Required work>
Only the lines of the data below from the one with "reachable for idempotent" through the one with "pub use config::PeerConfig;" are wanted. Repeat them exactly.

Excerpted records>
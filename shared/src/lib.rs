//! Shared types for the Lieferspatz marketplace
//!
//! Domain models and utility types used by the server crate and by API
//! consumers. DB row types derive `sqlx::FromRow` behind the `db` feature
//! so frontend-facing builds stay free of database dependencies.

pub mod models;
pub mod util;

// Re-exports
pub use serde::{Deserialize, Serialize};
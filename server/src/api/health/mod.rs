//! Health check routes

use axum::{Json, Router, extract::State, routing::get};
use serde::Serialize;

use crate::core::ServerState;
use crate::utils::AppResult;

/// Health router - public, no authentication
pub fn router() -> Router<ServerState> {
    Router::new().route("/health", get(health))
}

#[derive(Serialize)]
pub struct HealthResponse {
    status: &'static str,
    version: &'static str,
    database: &'static str,
}

async fn health(State(state): State<ServerState>) -> AppResult<Json<HealthResponse>> {
    let database = match sqlx::query_scalar::<_, i64>("SELECT 1")
        .fetch_one(&state.db.pool)
        .await
    {
        Ok(_) => "ok",
        Err(_) => "error",
    };

    Ok(Json(HealthResponse {
        status: "ok",
        version: env!("CARGO_PKG_VERSION"),
        database,
    }))
}
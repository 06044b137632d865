//! Logging Infrastructure
//!
//! Structured logging setup with support for both development and production environments.

use std::path::Path;

/// Initialize the logger
pub fn init_logger() {
    init_logger_with_file(None, None);
}

/// Initialize the logger with optional file output
pub fn init_logger_with_file(log_level: Option<&str>, log_dir: Option<&str>) {
    let level = log_level.unwrap_or("info");

    let subscriber = tracing_subscriber::fmt()
        .with_max_level(level.parse().unwrap_or(tracing::Level::INFO))
        .with_file(false)
        .with_line_number(false)
        .with_thread_ids(false)
        .with_target(false);

    // Add file output if log_dir is provided
    if let Some(dir) = log_dir {
        let log_path = Path::new(dir);
        if log_path.exists()
            && let Some(dir_str) = log_path.to_str()
        {
            let file_appender = tracing_appender::rolling::daily(dir_str, "lieferspatz-server");
            subscriber.with_writer(file_appender).init();
            return;
        }
    }

    subscriber.init();
}
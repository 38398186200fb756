//! Shared building blocks for the distributed file store control plane.
//!
//! This crate holds nothing that talks over the network on its own; it is
//! the leaves-first layer every other crate in the workspace depends on:
//! the sandboxed local file store, the append-only operation history, the
//! deterministic peer ordering used for election, the wire DTOs shared by
//! every HTTP endpoint, and the typed error hierarchy.

pub mod encoding;
pub mod endpoint;
pub mod error;
pub mod fs;
pub mod history;
pub mod order;
pub mod record;
pub mod rpc;
pub mod timing;

pub use error::{Error, Result};
pub use order::{election_rank, PeerAddr};
pub use record::OperationRecord;
pub use timing::Timing;
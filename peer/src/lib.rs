//! Replica peer runtime (spec §4.2, §4.3).
//!
//! A peer runs one persistent "control" HTTP surface (register, election,
//! heartbeat, replication) bound to its canonical identity address, and —
//! only once promoted — a second "primary" HTTP surface (the six
//! client-routed verbs plus the routability endpoint) bound to the
//! derived primary endpoint (spec §3). Promotion starts the second
//! surface and stops the backup daemons; it never tears the first one
//! down, since `become_primary` must stay reachable for idempotent
//! re-delivery (spec §8, "idempotent promotion").

pub mod config;
pub mod daemons;
pub mod election;
pub mod health;
pub mod heartbeat;
pub mod membership;
pub mod promotion;
pub mod replication;
pub mod rpc_client;
pub mod runtime;
pub mod server;

pub use config::PeerConfig;
pub use runtime::{PeerRuntime, RoleKind};
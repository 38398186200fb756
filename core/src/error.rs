//! Typed error hierarchy for the control plane (spec §7).
//!
//! Replaces the teacher's `error-chain` with `thiserror`: one enum with the
//! six kinds spec.md names, each mapped to a wire status code at the HTTP
//! boundary rather than inside this crate (this crate stays transport
//! agnostic).

use std::fmt;

pub type Result<T> = std::result::Result<T, Error>;

#[derive(Debug, thiserror::Error)]
pub enum Error {
	/// A file path was not present (`read`/`delete`/`copy`/`rename`).
	#[error("not found: {0}")]
	NotFound(String),

	/// A genuine local disk failure.
	#[error("io error: {0}")]
	IOError(#[from] std::io::Error),

	/// A probed peer did not respond within the request timeout.
	#[error("unreachable: {0}")]
	Unreachable(String),

	/// No idle peer was available from the pool when one was required.
	#[error("pool exhausted")]
	PoolExhausted,

	/// No family could accept the request and allocation failed.
	#[error("not routable")]
	NotRoutable,

	/// Asked to replace or accept a primary that is not the current one.
	#[error("conflict: {0}")]
	Conflict(String),
}

/// Maps an `Error` to the wire status convention in spec.md §6.
///
/// Lives here (rather than only at the axum boundary) so that both
/// `distfs-peer` and `distfs-router` agree on the mapping without
/// duplicating it.
#[derive(Debug, Clone, Copy, PartialEq, Eq)]
pub enum WireStatus {
	Ok,
	Refused,
	NotFound,
	Timeout,
	AllocationInProgress,
	Failure,
}

impl WireStatus {
	pub const fn code(self) -> u16 {
		match self {
			WireStatus::Ok => 200,
			WireStatus::Refused => 403,
			WireStatus::NotFound => 404,
			WireStatus::Timeout => 408,
			WireStatus::AllocationInProgress => 425,
			WireStatus::Failure => 500,
		}
	}
}

impl fmt::Display for WireStatus {
	fn fmt(&self, f: &mut fmt::Formatter<'_>) -> fmt::Result {
		write!(f, "{}", self.code())
	}
}

impl Error {
	pub fn wire_status(&self) -> WireStatus {
		match self {
			Error::NotFound(_) => WireStatus::NotFound,
			Error::Unreachable(_) => WireStatus::Timeout,
			Error::NotRoutable => WireStatus::Failure,
			Error::PoolExhausted => WireStatus::Failure,
			Error::Conflict(_) => WireStatus::Refused,
			Error::IOError(_) => WireStatus::Failure,
		}
	}
}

Expected answer>
//! down, since `become_primary` must stay reachable for idempotent
//! re-delivery (spec §8, "idempotent promotion").

pub mod config;
pub mod daemons;
pub mod election;
pub mod health;
pub mod heartbeat;
pub mod membership;
pub mod promotion;
pub mod replication;
pub mod rpc_client;
pub mod runtime;
pub mod server;

pub use config::PeerConfig;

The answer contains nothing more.